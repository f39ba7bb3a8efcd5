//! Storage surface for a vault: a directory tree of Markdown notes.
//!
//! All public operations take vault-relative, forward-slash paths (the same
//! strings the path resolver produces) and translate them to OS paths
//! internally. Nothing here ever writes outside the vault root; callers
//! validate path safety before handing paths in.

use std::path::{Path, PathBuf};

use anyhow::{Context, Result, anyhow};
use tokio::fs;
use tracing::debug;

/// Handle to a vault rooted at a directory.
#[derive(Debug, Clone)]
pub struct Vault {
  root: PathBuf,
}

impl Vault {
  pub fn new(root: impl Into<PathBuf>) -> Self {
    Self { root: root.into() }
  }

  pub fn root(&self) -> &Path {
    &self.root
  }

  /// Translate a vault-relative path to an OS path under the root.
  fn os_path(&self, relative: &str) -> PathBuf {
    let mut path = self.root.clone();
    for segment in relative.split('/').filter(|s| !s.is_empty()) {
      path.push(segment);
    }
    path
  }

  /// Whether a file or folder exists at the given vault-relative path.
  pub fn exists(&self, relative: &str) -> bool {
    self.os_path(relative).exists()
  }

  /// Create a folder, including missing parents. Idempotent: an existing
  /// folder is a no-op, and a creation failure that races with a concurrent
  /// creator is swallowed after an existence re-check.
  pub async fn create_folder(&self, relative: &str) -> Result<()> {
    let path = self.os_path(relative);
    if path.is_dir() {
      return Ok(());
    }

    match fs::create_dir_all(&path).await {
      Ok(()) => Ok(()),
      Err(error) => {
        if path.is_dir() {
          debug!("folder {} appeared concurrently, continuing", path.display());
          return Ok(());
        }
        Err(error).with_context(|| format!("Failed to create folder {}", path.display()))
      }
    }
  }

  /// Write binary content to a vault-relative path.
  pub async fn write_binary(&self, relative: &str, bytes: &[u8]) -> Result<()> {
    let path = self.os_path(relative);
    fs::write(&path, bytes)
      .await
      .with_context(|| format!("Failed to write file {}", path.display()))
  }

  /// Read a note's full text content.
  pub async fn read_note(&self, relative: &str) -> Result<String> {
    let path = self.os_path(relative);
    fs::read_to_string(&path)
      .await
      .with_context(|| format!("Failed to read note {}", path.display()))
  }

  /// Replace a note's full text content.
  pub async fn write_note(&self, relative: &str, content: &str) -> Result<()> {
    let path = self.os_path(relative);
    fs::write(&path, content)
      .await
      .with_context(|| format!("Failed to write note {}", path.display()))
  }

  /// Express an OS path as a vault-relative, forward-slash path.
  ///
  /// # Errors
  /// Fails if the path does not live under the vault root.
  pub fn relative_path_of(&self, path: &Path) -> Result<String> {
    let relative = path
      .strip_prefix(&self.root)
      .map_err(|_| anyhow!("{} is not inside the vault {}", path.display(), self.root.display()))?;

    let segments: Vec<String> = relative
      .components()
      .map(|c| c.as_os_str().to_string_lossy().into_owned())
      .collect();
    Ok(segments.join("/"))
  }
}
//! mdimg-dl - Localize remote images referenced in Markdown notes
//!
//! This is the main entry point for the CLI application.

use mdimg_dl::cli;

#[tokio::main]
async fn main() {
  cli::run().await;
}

★ ★ ★ ★

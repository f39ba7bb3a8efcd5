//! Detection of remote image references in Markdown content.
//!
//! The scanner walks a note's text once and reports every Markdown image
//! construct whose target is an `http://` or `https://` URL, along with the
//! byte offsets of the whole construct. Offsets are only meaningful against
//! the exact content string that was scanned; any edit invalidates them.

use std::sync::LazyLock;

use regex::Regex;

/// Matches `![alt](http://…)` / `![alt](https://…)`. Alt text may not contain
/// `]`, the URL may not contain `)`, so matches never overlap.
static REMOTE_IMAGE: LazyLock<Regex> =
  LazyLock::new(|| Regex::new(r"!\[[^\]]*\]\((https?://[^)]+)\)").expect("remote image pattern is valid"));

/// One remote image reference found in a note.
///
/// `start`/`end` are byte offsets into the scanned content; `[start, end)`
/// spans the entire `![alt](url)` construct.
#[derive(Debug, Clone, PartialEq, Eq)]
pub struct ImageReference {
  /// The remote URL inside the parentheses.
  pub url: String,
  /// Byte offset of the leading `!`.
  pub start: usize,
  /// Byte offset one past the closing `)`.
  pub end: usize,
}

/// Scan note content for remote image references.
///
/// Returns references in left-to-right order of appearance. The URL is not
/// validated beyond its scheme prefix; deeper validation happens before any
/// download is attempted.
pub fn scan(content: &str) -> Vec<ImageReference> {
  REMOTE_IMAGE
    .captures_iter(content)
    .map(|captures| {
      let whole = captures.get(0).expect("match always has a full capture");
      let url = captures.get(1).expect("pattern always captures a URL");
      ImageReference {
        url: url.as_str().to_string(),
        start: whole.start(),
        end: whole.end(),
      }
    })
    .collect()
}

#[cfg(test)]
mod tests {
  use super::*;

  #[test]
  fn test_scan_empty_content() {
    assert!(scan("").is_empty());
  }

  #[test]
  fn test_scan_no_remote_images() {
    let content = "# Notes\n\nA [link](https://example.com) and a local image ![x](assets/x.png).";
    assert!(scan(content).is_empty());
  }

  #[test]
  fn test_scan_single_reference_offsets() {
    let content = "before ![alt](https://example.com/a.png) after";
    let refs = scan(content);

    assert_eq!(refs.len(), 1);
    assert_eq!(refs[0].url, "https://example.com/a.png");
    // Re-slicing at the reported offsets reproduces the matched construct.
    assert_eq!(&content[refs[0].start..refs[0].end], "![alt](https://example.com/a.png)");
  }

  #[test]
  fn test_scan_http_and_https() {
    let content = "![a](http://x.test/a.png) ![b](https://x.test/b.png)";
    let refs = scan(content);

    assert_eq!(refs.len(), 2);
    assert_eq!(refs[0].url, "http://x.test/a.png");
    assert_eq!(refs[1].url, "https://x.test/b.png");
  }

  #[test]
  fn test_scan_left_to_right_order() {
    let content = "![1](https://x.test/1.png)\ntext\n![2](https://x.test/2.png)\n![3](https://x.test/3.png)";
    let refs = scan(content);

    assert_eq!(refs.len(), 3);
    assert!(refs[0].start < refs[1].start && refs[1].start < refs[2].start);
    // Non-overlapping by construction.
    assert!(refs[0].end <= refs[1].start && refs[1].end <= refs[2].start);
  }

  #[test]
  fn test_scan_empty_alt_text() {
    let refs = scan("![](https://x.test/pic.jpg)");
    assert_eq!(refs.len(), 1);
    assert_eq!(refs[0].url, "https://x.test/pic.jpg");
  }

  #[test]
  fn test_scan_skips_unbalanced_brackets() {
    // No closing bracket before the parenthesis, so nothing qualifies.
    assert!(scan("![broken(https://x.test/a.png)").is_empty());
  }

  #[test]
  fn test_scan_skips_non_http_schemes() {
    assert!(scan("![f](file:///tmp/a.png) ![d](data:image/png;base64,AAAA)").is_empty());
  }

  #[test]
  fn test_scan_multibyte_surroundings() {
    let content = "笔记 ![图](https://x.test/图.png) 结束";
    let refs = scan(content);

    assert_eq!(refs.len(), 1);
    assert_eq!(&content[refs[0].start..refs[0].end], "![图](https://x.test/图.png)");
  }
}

★ ★ ★ ★

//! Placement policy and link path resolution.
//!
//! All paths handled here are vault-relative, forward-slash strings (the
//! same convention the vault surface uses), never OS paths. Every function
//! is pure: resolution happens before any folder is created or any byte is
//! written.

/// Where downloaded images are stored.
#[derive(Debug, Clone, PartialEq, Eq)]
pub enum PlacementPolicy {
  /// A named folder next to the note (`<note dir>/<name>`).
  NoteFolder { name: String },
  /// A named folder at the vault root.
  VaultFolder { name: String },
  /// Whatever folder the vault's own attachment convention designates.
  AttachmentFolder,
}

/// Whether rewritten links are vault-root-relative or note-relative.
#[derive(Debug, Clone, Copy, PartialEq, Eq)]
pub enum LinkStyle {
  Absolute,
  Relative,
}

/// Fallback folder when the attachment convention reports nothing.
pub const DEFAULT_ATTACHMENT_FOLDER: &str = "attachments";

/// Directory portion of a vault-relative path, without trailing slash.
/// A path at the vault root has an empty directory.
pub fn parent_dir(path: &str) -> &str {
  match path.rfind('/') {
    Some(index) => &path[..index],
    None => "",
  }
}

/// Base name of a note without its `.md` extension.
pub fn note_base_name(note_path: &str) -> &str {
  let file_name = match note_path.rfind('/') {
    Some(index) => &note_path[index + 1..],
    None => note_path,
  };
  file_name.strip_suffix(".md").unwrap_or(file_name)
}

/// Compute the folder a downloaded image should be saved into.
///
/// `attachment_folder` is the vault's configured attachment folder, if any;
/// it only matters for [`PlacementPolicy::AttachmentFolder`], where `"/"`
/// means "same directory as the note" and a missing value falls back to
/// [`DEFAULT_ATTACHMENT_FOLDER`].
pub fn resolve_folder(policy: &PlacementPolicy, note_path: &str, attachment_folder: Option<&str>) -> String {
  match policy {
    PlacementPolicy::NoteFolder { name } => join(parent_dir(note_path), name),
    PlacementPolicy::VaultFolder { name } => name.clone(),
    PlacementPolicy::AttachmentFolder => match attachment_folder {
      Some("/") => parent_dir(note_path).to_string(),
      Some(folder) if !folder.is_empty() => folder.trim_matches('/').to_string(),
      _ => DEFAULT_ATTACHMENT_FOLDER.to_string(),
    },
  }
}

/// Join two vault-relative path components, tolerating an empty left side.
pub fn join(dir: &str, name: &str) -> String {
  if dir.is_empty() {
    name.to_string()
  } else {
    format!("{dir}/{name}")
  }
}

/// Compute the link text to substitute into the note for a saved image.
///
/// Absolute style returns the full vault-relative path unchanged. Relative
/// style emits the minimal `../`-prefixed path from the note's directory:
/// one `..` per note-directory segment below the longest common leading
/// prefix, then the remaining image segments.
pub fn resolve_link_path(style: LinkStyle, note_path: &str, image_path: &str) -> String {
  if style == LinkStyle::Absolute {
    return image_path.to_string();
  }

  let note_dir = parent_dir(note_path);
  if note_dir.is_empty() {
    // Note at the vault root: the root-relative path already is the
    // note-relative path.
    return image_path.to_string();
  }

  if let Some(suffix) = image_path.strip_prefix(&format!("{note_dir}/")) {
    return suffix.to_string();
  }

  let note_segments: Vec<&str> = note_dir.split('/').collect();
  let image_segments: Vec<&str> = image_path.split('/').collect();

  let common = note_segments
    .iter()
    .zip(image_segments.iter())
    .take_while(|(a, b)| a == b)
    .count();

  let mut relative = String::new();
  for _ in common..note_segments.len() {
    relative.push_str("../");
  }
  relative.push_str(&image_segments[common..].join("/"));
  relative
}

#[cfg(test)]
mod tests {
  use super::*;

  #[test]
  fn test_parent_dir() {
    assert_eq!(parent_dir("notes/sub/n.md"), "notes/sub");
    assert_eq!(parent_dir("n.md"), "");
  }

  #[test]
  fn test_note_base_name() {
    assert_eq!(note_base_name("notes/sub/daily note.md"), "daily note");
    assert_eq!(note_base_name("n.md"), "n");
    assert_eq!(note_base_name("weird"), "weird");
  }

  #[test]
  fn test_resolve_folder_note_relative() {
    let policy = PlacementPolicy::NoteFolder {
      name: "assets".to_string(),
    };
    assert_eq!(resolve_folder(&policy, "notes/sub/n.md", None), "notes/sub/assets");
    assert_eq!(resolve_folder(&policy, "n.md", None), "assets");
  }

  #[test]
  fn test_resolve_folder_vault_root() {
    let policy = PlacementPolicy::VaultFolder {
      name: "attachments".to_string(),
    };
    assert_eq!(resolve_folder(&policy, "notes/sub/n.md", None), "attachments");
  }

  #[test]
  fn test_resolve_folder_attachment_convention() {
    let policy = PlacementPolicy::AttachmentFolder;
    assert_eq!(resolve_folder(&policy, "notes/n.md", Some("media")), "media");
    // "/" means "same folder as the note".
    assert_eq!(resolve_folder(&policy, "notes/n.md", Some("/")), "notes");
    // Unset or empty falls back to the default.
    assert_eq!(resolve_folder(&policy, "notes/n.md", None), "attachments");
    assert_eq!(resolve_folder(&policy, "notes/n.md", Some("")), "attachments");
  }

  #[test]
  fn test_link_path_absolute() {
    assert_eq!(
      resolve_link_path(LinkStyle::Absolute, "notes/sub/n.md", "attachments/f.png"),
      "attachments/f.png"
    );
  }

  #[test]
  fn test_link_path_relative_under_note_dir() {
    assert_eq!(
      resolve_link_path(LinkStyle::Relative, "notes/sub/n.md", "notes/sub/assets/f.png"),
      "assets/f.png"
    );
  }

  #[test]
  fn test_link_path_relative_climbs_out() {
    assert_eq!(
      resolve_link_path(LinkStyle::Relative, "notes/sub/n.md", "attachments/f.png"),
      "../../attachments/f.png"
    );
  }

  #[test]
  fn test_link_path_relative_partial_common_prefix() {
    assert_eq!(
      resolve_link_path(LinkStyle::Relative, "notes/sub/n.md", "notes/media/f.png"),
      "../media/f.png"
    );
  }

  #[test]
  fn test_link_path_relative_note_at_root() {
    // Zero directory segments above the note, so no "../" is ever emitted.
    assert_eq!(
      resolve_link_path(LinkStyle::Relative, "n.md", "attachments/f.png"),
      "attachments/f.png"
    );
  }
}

★ ★ ★ ★

Task directions:
Your answer should be a single number: the count of lines in the records that contain "only".

Solution:
2